SUPPLIED DATA
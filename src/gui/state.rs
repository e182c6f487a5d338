use std::sync::Arc;
use std::time::{Duration, Instant};

use softbuffer::{Context, Surface};
use winit::event_loop::OwnedDisplayHandle;
use winit::keyboard::ModifiersState;
use winit::window::Window;

use crate::config::AppConfig;
use crate::doc::PoemDocument;
use crate::storage::DraftStore;

use super::context_menu::ContextMenu;
use super::fields::{FieldState, FocusField};
use super::notify::NotificationCenter;
use super::panel::{DropdownKind, PanelView};
use super::renderer::CpuRenderer;
use super::renderer::types::Rect;

/// The autosave timer fires this often regardless of dirty state.
pub(super) const AUTOSAVE_INTERVAL: Duration = Duration::from_secs(30);

/// Single-window application shell.
pub(super) struct App {
    pub(super) window: Option<QuillWindow>,
    pub(super) context: Option<Context<OwnedDisplayHandle>>,
    pub(super) config: AppConfig,
}

/// All per-window state: the document, form fields, transient UI state and
/// the CPU render surface.
pub(super) struct QuillWindow {
    pub(super) window: Arc<Window>,
    pub(super) surface: Surface<OwnedDisplayHandle, Arc<Window>>,
    pub(super) renderer: CpuRenderer,
    pub(super) config: AppConfig,
    pub(super) store: Option<DraftStore>,
    /// Style state. The text fields below are the live editing buffers;
    /// `snapshot` merges them into a full document.
    pub(super) doc: PoemDocument,
    pub(super) title_field: FieldState,
    pub(super) body_field: FieldState,
    pub(super) author_field: FieldState,
    pub(super) focus: Option<FocusField>,
    pub(super) open_dropdown: Option<DropdownKind>,
    pub(super) panel_scroll: f32,
    pub(super) modifiers: ModifiersState,
    pub(super) mouse_pos: (f64, f64),
    pub(super) context_menu: Option<ContextMenu>,
    pub(super) notifications: NotificationCenter,
    pub(super) fullscreen_preview: bool,
    /// Busy flag while an image export is rendering.
    pub(super) exporting: bool,
    pub(super) next_autosave: Instant,
}

impl QuillWindow {
    /// The complete current document: style fields plus the live field texts.
    pub(super) fn snapshot(&self) -> PoemDocument {
        let mut doc = self.doc.clone();
        doc.title = self.title_field.text.clone();
        doc.text = self.body_field.text.clone();
        doc.author = self.author_field.text.clone();
        doc
    }

    /// Replaces every field from a loaded document at once.
    pub(super) fn apply_document(&mut self, doc: PoemDocument) {
        self.title_field.set_text(doc.title.clone());
        self.body_field.set_text(doc.text.clone());
        self.author_field.set_text(doc.author.clone());
        self.doc = doc;
        self.open_dropdown = None;
    }

    pub(super) fn field_mut(&mut self, which: FocusField) -> &mut FieldState {
        match which {
            FocusField::Title => &mut self.title_field,
            FocusField::Body => &mut self.body_field,
            FocusField::Author => &mut self.author_field,
        }
    }

    pub(super) fn panel_view(&self) -> PanelView<'_> {
        PanelView {
            doc: &self.doc,
            title: &self.title_field,
            body: &self.body_field,
            author: &self.author_field,
            focus: self.focus,
            open_dropdown: self.open_dropdown,
            exporting: self.exporting,
        }
    }

    pub(super) fn panel_width_px(&self) -> f32 {
        if self.fullscreen_preview {
            0.0
        } else {
            self.config.ui.panel_width * self.renderer.ui_scale() as f32
        }
    }

    pub(super) fn ui_font_size(&self) -> f32 {
        self.config.ui.font_size * self.renderer.ui_scale() as f32
    }

    pub(super) fn preview_padding_px(&self) -> f32 {
        self.config.ui.preview_padding * self.renderer.ui_scale() as f32
    }

    /// The white poem sheet inside the workspace area right of the panel.
    /// In fullscreen preview mode it covers the whole buffer.
    pub(super) fn preview_sheet_rect(&self, buf_w: f32, buf_h: f32) -> Rect {
        if self.fullscreen_preview {
            return Rect::new(0.0, 0.0, buf_w, buf_h);
        }
        let inset = self.preview_padding_px();
        let x = self.panel_width_px() + inset;
        let w = (buf_w - x - inset).max(1.0);
        let h = (buf_h - inset * 2.0).max(1.0);
        Rect::new(x, inset, w, h)
    }
}
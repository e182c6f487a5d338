use std::time::Instant;

use winit::event::{ElementState, MouseButton, MouseScrollDelta};

use super::super::context_menu::ContextMenu;
use super::super::panel::compute_panel_layout;
use super::super::state::QuillWindow;

/// Wheel lines map to this many unscaled pixels.
const WHEEL_LINE_PX: f64 = 40.0;

impl QuillWindow {
    pub(in crate::gui) fn on_cursor_moved(&mut self, x: f64, y: f64) {
        self.mouse_pos = (x, y);
        if let Some(menu) = &mut self.context_menu {
            let hover = menu.hit_test(x, y, self.renderer.ui_scale());
            if hover != menu.hover_index {
                menu.hover_index = hover;
                self.window.request_redraw();
            }
        }
    }

    pub(in crate::gui) fn on_mouse_input(&mut self, state: ElementState, button: MouseButton) {
        if state != ElementState::Pressed {
            return;
        }
        match button {
            MouseButton::Left => self.on_left_click(),
            MouseButton::Right => self.on_right_click(),
            _ => {}
        }
    }

    fn on_left_click(&mut self) {
        let (x, y) = self.mouse_pos;
        let now = Instant::now();
        let size = self.window.inner_size();
        let ui_scale = self.renderer.ui_scale();

        // Toasts stack above everything else.
        if let Some(index) = self
            .notifications
            .hit_test(x, y, size.width, ui_scale, now)
        {
            self.notifications.dismiss(index, now);
            self.window.request_redraw();
            return;
        }

        if let Some(menu) = self.context_menu.take() {
            if let Some(index) = menu.hit_test(x, y, ui_scale) {
                let (action, _) = menu.items[index];
                self.apply_menu_action(action);
            }
            self.window.request_redraw();
            return;
        }

        if self.fullscreen_preview {
            self.toggle_fullscreen_preview();
            return;
        }

        let panel_w = self.panel_width_px();
        if x < panel_w as f64 {
            let hit = {
                let view = self.panel_view();
                let layout = compute_panel_layout(
                    &view,
                    panel_w,
                    size.height as f32,
                    self.panel_scroll,
                    ui_scale,
                    self.ui_font_size(),
                    &self.renderer.fonts,
                );
                layout.hit_test(x, y)
            };
            match hit {
                Some(hit) => self.apply_panel_hit(hit),
                None => {
                    self.focus = None;
                    self.open_dropdown = None;
                    self.window.request_redraw();
                }
            }
        } else {
            self.focus = None;
            self.open_dropdown = None;
            self.window.request_redraw();
        }
    }

    /// Right-clicking the preview area opens the context menu at the pointer.
    fn on_right_click(&mut self) {
        let (x, y) = self.mouse_pos;
        if x < self.panel_width_px() as f64 {
            return;
        }

        let size = self.window.inner_size();
        let ui_scale = self.renderer.ui_scale();
        let mut menu = ContextMenu::at(x as u32, y as u32);

        // Keep the whole menu on screen.
        let mw = menu.width(ui_scale);
        let mh = menu.height(ui_scale);
        if menu.x + mw > size.width {
            menu.x = size.width.saturating_sub(mw);
        }
        if menu.y + mh > size.height {
            menu.y = size.height.saturating_sub(mh);
        }

        self.context_menu = Some(menu);
        self.window.request_redraw();
    }

    pub(in crate::gui) fn on_mouse_wheel(&mut self, delta: MouseScrollDelta) {
        let panel_w = self.panel_width_px();
        if self.fullscreen_preview || self.mouse_pos.0 >= panel_w as f64 {
            return;
        }

        let dy = match delta {
            MouseScrollDelta::LineDelta(_, lines) => {
                lines as f64 * WHEEL_LINE_PX * self.renderer.ui_scale()
            }
            MouseScrollDelta::PixelDelta(pos) => pos.y,
        };

        let size = self.window.inner_size();
        let content_height = {
            let view = self.panel_view();
            compute_panel_layout(
                &view,
                panel_w,
                size.height as f32,
                self.panel_scroll,
                self.renderer.ui_scale(),
                self.ui_font_size(),
                &self.renderer.fonts,
            )
            .content_height
        };
        let max_scroll = (content_height - size.height as f32).max(0.0);
        let next = (self.panel_scroll - dy as f32).clamp(0.0, max_scroll);
        if (next - self.panel_scroll).abs() > f32::EPSILON {
            self.panel_scroll = next;
            self.window.request_redraw();
        }
    }
}
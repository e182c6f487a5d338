mod actions;
mod context_menu;
mod events;
mod fields;
mod lifecycle;
mod notify;
mod panel;
mod preview;
mod renderer;
mod state;

use std::sync::Arc;
use std::time::Instant;

use chrono::Utc;
use softbuffer::{Context, Surface};
use winit::event_loop::{ActiveEventLoop, EventLoop};
use winit::keyboard::ModifiersState;
use winit::window::Window;

use crate::config::AppConfig;
use crate::doc::PoemDocument;
use crate::storage::{DraftStore, Freshness};

use self::fields::FieldState;
use self::notify::Severity;
use self::renderer::{CpuRenderer, FontStore};
use self::state::{AUTOSAVE_INTERVAL, App, QuillWindow};

impl QuillWindow {
    /// Wraps an already-created winit window with a render surface and a
    /// fresh document.
    fn new(
        window: Arc<Window>,
        context: &Context<winit::event_loop::OwnedDisplayHandle>,
        fonts: FontStore,
        config: AppConfig,
    ) -> Option<Self> {
        let surface = match Surface::new(context, window.clone()) {
            Ok(surface) => surface,
            Err(err) => {
                eprintln!("Failed to create rendering surface: {err}");
                return None;
            }
        };
        let mut renderer = CpuRenderer::new(fonts);
        renderer.set_scale(window.scale_factor());

        Some(QuillWindow {
            window,
            surface,
            renderer,
            config,
            store: DraftStore::open(),
            doc: PoemDocument::default(),
            title_field: FieldState::default(),
            body_field: FieldState::default(),
            author_field: FieldState::default(),
            focus: None,
            open_dropdown: None,
            panel_scroll: 0.0,
            modifiers: ModifiersState::empty(),
            mouse_pos: (0.0, 0.0),
            context_menu: None,
            notifications: Default::default(),
            fullscreen_preview: false,
            exporting: false,
            next_autosave: Instant::now() + AUTOSAVE_INTERVAL,
        })
    }
}

impl App {
    fn new(config: AppConfig) -> Self {
        App {
            window: None,
            context: None,
            config,
        }
    }

    /// Creates the editor window. Returns false when any required piece
    /// (window, surface, fonts) cannot be set up.
    fn create_window(&mut self, event_loop: &ActiveEventLoop) -> bool {
        let Some(context) = self.context.as_ref() else {
            return false;
        };

        let attrs = Window::default_attributes()
            .with_title("Quill")
            .with_inner_size(winit::dpi::LogicalSize::new(
                self.config.window.width as f64,
                self.config.window.height as f64,
            ))
            .with_min_inner_size(winit::dpi::LogicalSize::new(640.0, 480.0));

        let window = match event_loop.create_window(attrs) {
            Ok(window) => Arc::new(window),
            Err(err) => {
                eprintln!("Failed to create window: {err}");
                return false;
            }
        };

        let fonts = match FontStore::load() {
            Ok(fonts) => fonts,
            Err(err) => {
                eprintln!("No usable system fonts found: {err}");
                return false;
            }
        };

        let Some(mut win) = QuillWindow::new(window, context, fonts, self.config.clone()) else {
            return false;
        };

        if let Some(store) = &win.store
            && store.check_autosave(Utc::now()) == Freshness::Fresh
        {
            win.notify(
                "Auto-saved draft detected. Click \"Load Draft\" to restore.",
                Severity::Info,
            );
        }

        win.window.request_redraw();
        self.window = Some(win);
        true
    }
}

pub fn run() {
    let event_loop = match EventLoop::new() {
        Ok(loop_) => loop_,
        Err(err) => {
            eprintln!("Failed to create event loop: {err}");
            return;
        }
    };
    let mut app = App::new(crate::config::load_config());
    if let Err(err) = event_loop.run_app(&mut app) {
        eprintln!("Application error: {err}");
    }
}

INSTRUCTIONS TO FOLLOW
Beginning at the line above with "self.toggle_fullscreen_preview();" and finishing at the line with "pub(in crate::gui) fn on_mouse_wheel(&mut", return each line exactly and return nothing else.

YOUR SOLUTION
            self.toggle_fullscreen_preview();
            return;
        }

        let panel_w = self.panel_width_px();
        if x < panel_w as f64 {
            let hit = {
                let view = self.panel_view();
                let layout = compute_panel_layout(
                    &view,
                    panel_w,
                    size.height as f32,
                    self.panel_scroll,
                    ui_scale,
                    self.ui_font_size(),
                    &self.renderer.fonts,
                );
                layout.hit_test(x, y)
            };
            match hit {
                Some(hit) => self.apply_panel_hit(hit),
                None => {
                    self.focus = None;
                    self.open_dropdown = None;
                    self.window.request_redraw();
                }
            }
        } else {
            self.focus = None;
            self.open_dropdown = None;
            self.window.request_redraw();
        }
    }

    /// Right-clicking the preview area opens the context menu at the pointer.
    fn on_right_click(&mut self) {
        let (x, y) = self.mouse_pos;
        if x < self.panel_width_px() as f64 {
            return;
        }

        let size = self.window.inner_size();
        let ui_scale = self.renderer.ui_scale();
        let mut menu = ContextMenu::at(x as u32, y as u32);

        // Keep the whole menu on screen.
        let mw = menu.width(ui_scale);
        let mh = menu.height(ui_scale);
        if menu.x + mw > size.width {
            menu.x = size.width.saturating_sub(mw);
        }
        if menu.y + mh > size.height {
            menu.y = size.height.saturating_sub(mh);
        }

        self.context_menu = Some(menu);
        self.window.request_redraw();
    }

    pub(in crate::gui) fn on_mouse_wheel(&mut self, delta: MouseScrollDelta) {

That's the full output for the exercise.